Level 12: use template engine extensions

There are three possible ways to provide extensions for your template engine. Let’s take jinja2 as an example.

1. Ready made extensions

jinja2 comes with a lot of extensions. In order not to be the blocker in the middle, extensions is allowed in moban file to initialize jinja2 engine with desired extensions. Two extensions, expression-statement and loop-controls are enabled by default.

The extensions syntax is:

extensions:
  template_type:
    - template.engine.specific.extension

For example:

extensions:
  jinja2:
    - jinja2.ext.i18n

Please also note that the following extensions are included by default: jinja2.ext.do, jinja2.ext.loopcontrols

Command line

if you intend to use extensions for one off usage, please use ‘-e’ cli option. for example: moban -e jinja2=your_custom_jinja2_extension

2. Ad-hoc declaration

Let’s say you are fond of some existing functions, for example, ansible’s combine filter. With moban, you can immediately include it for your template via the following syntax:

For example:

extensions:
  jinja2:
    - filter:ansible.plugins.filter.core.combine
    - test:moban.externals.file_system.exists

Command line

$ moban -e jinja2=filter:module.path.filter_function jinja2=test:module.path.test_function jinja2=global:identifier=module.path.variable

you can do this:

$ moban -e jinja2=filter:module.path.filter_function \
           jinja2=test:module.path.test_function \
           jinja2=global:identifier=module.path.variable

3. Make your own extensions

You can choose to write an extension for the template type of your choice. For example, you can write a reusable extension for jinja2. moban will be able to load it as it is.

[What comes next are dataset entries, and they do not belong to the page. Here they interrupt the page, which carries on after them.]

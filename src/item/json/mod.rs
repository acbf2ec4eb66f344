/// JSON emission.
///
/// [`JsonItemWriter`] collects every item of a step and writes them once, as
/// a pretty-printed JSON array, when the step completes successfully.
///
/// # Examples
///
/// ```
/// use phrase_batch::item::json::json_writer::JsonItemWriterBuilder;
/// use phrase_batch::core::item::ItemWriter;
/// use phrase_batch::phrase::{Level, PhraseRecord};
///
/// let path = std::env::temp_dir().join("phrase_batch_doc_example.json");
///
/// let writer = JsonItemWriterBuilder::new().from_path::<PhraseRecord, _>(&path);
///
/// let records = vec![PhraseRecord {
///     japanese: "犬".to_string(),
///     english: "Dog".to_string(),
///     level: Level::Numeric(1),
/// }];
///
/// writer.open().unwrap();
/// writer.write(&records).unwrap();
/// writer.close().unwrap();
///
/// // [
/// //   {
/// //     "和文": "犬",
/// //     "英文": "Dog",
/// //     "chapter": 1
/// //   }
/// // ]
/// # std::fs::remove_file(&path).unwrap();
/// ```
pub mod json_writer;

pub use json_writer::{JsonItemWriter, JsonItemWriterBuilder};
#![cfg_attr(docsrs, feature(doc_cfg))]

/*!
 # Phrase Batch

 Reads a CSV list of Japanese/English phrase pairs with a difficulty level,
 prints every pair, or converts the whole list into a JSON document.

 The crate is built around small batch building blocks:

- **ItemReader:** yields input items one at a time. [`item::csv::CsvItemReader`]
  resolves the `Column1`/`Column2`/`Column3` headers and yields raw rows.
- **ItemProcessor:** turns an input item into an output item.
  [`phrase::PhraseProcessor`] trims every field and, in numeric mode, parses
  the level as an integer.
- **ItemWriter:** consumes processed items a chunk at a time.
  [`item::console::ConsoleItemWriter`] prints one line per record,
  [`item::json::JsonItemWriter`] writes one JSON array once every row is done.
- **Step / Job:** a step wires a reader, a processor and a writer together;
  a job runs steps in order and stops at the first error.

 ## Features

| **Feature** | **Description**                                        |
|-------------|--------------------------------------------------------|
| csv         | Enables the CSV `ItemReader`                           |
| json        | Enables the JSON `ItemWriter`                          |
| console     | Enables the console `ItemWriter`                       |
| full        | Enables all available features (default)               |

 ## Output format

 The JSON document is an array of objects with the keys `和文` (Japanese
 text), `英文` (English text) and `chapter` (the level, as an integer),
 indented with two spaces, Japanese text kept literal. This is the format
 the quiz front end reads:

```text
[
  {
    "和文": "犬",
    "英文": "Dog",
    "chapter": 1
  }
]
```

 ## Getting Started

```rust
# use phrase_batch::{
#     core::{
#         job::{Job, JobBuilder},
#         step::StepBuilder,
#     },
#     error::BatchError,
#     item::csv::csv_reader::CsvItemReaderBuilder,
#     item::json::json_writer::JsonItemWriterBuilder,
#     phrase::{LevelMode, PhraseProcessor, PhraseRecord},
# };
# use std::env::temp_dir;
fn main() -> Result<(), BatchError> {
    let csv = "Column1,Column2,Column3
 犬 ,Dog,1
猫, Cat ,2";

    let reader = CsvItemReaderBuilder::new().from_reader(csv.as_bytes())?;

    let processor = PhraseProcessor::new(LevelMode::Numeric);

    let writer = JsonItemWriterBuilder::new()
        .from_path::<PhraseRecord, _>(temp_dir().join("phrases.json"));

    let step = StepBuilder::new("convert")
        .reader(&reader)
        .processor(&processor)
        .writer(&writer)
        .chunk(10)
        .build()?;

    let job = JobBuilder::new().start(&step).build();
    job.run()?;

    Ok(())
}
```
 */

/// Core module for batch operations
pub mod core;

/// Error types for batch operations
pub mod error;

#[doc(inline)]
pub use error::*;

/// Phrase records and the row transformation
pub mod phrase;

/// Set of items readers / writers
pub mod item;

#[cfg(feature = "csv")]
/// Print and convert runs over a phrase list
pub mod pipeline;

If you decide that you only want to write them for moban but for your own use, you can follow Level 7: Custom jinja filters, tests and globals and write your own. When you would like to make yours avaiable for all moban users, you can follow moban-jinja2-github and moban-ansible

Evaluation

Please go to docs/level-12-use-template-engine-extensions directory.

If you notice the file a.template, we are using a for loop control. This is because moban comes with two default extensions loop-controls and expression-statement.

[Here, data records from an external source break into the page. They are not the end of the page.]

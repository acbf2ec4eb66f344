//! Mock output sink standing in for stdout.
use mockall::mock;

use std::io::{self, Write};

mock! {
    pub Console {}
    impl Write for Console {
        fn write(&mut self, buf: &[u8]) -> io::Result<usize>;
        fn flush(&mut self) -> io::Result<()>;
    }
}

Now, let us try to use the extension with. To do that, we have to enable the extension in the .moban.yml file following the above syntax. Now, the extension can be used in the jinja2 templates. One such example is shown in the b.template file.

Note

For some extensions, you may need to define template environment parameters. In that case, you can take help of our user defined template types feature. Please read level-18 for more info. We have explained it using an example here.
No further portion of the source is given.